### Aim of the task
Among the records that follow, how many lines contain the word "DuplexError"? Give the number and no other words.
(Information provided)
//! The Peer's router task (spec.md §4.1): places client-initiated
//! open-frames onto Connections, round-robin or targeted, preserving FIFO
//! order across the routing queue.

use std::collections::HashSet;
use std::sync::atomic::Ordering;
use std::sync::Arc;

use flume::Receiver;
use tracing::{debug, trace};

use duplex_core::error::DuplexError;
use duplex_core::id::PeerId;
use duplex_transport::frame::Frame;

use crate::channel::Channel;
use crate::peer::PeerInner;

/// One routable open-frame awaiting a Connection.
pub(crate) struct RouteItem {
    pub frame: Frame,
    pub channel: Arc<Channel>,
    pub target: Option<PeerId>,
}

/// The router's run loop. Takes a weak handle to the owning peer so the
/// task never itself keeps the Peer alive; it exits as soon as either the
/// peer is gone or the routing queue closes.
pub(crate) async fn run(peer: std::sync::Weak<PeerInner>, route_rx: Receiver<RouteItem>, first_conn_rx: Receiver<()>) {
    loop {
        let Some(inner) = peer.upgrade() else { return };
        if inner.connections.is_empty() {
            drop(inner);
            if first_conn_rx.recv_async().await.is_err() {
                return;
            }
            continue;
        }
        drop(inner);

        let item = match route_rx.recv_async().await {
            Ok(item) => item,
            Err(_closed) => return,
        };

        let Some(inner) = peer.upgrade() else { return };
        route_one(&inner, item).await;
    }
}

async fn route_one(inner: &Arc<PeerInner>, item: RouteItem) {
    let RouteItem { frame, channel, target } = item;
    let mut tried: HashSet<u64> = HashSet::new();

    loop {
        let candidates: Vec<_> = inner
            .connections
            .iter()
            .filter(|entry| target.map_or(true, |t| entry.value().remote_peer_id() == t))
            .filter(|entry| !tried.contains(entry.key()))
            .map(|entry| (*entry.key(), Arc::clone(entry.value())))
            .collect();

        let chosen = if candidates.is_empty() {
            None
        } else if target.is_some() {
            candidates.into_iter().next()
        } else {
            let cursor = inner.round_robin_cursor.fetch_add(1, Ordering::Relaxed);
            Some(candidates[cursor % candidates.len()].clone())
        };

        let Some((key, connection)) = chosen else {
            debug!(channel_id = channel.id(), "no reachable connection to route open-frame");
            channel
                .close(Some(DuplexError::not_found("no connection currently available to route this channel")))
                .await;
            return;
        };

        match connection.send_frame_on_connection(&frame).await {
            Ok(()) => {
                connection.link_channel(Arc::clone(&channel));
                trace!(channel_id = channel.id(), remote = %connection.remote_peer_id(), "routed open-frame");
                return;
            }
            Err(_) => {
                tried.insert(key);
            }
        }
    }
}
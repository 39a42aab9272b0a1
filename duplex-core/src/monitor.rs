//! Diagnostic event monitoring.
//!
//! A lightweight, optional companion to the `tracing` log lines the rest of
//! the crate emits: a programmatic feed of the same lifecycle events, for
//! callers that want to observe them without scraping logs.

use crate::endpoint::Endpoint;
use std::fmt;

/// Peer/Connection lifecycle events.
#[derive(Debug, Clone)]
pub enum DiagnosticEvent {
    /// A Connection was established to a remote peer.
    Connected(Endpoint),
    /// A Connection to a remote peer was lost or closed.
    Disconnected(Endpoint),
    /// A Listener successfully bound its endpoint.
    Bound(Endpoint),
    /// Binding a Listener failed.
    BindFailed { endpoint: Endpoint, reason: String },
    /// A dial attempt failed.
    ConnectFailed { endpoint: Endpoint, reason: String },
    /// A Listener accepted an inbound connection.
    Accepted(Endpoint),
    /// A frame referencing an unknown channel id was dropped.
    FrameDropped { endpoint: Endpoint, channel_id: u32 },
}

impl fmt::Display for DiagnosticEvent {
    fn fmt(&self, f: &mut fmt::Formatter<'_>) -> fmt::Result {
        match self {
            Self::Connected(ep) => write!(f, "connected to {ep}"),
            Self::Disconnected(ep) => write!(f, "disconnected from {ep}"),
            Self::Bound(ep) => write!(f, "bound to {ep}"),
            Self::BindFailed { endpoint, reason } => write!(f, "bind failed for {endpoint}: {reason}"),
            Self::ConnectFailed { endpoint, reason } => write!(f, "connect failed for {endpoint}: {reason}"),
            Self::Accepted(ep) => write!(f, "accepted connection on {ep}"),
            Self::FrameDropped { endpoint, channel_id } => {
                write!(f, "dropped frame for unknown channel {channel_id} on {endpoint}")
            }
        }
    }
}

/// Handle for receiving diagnostic events.
pub type DiagnosticMonitor = flume::Receiver<DiagnosticEvent>;
/// Sender used by transport adapters to emit diagnostic events.
pub type DiagnosticSender = flume::Sender<DiagnosticEvent>;

/// Create a new monitoring channel pair.
#[must_use]
pub fn create_monitor() -> (DiagnosticSender, DiagnosticMonitor) {
    flume::unbounded()
}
(End Information provided)
### Final answer
2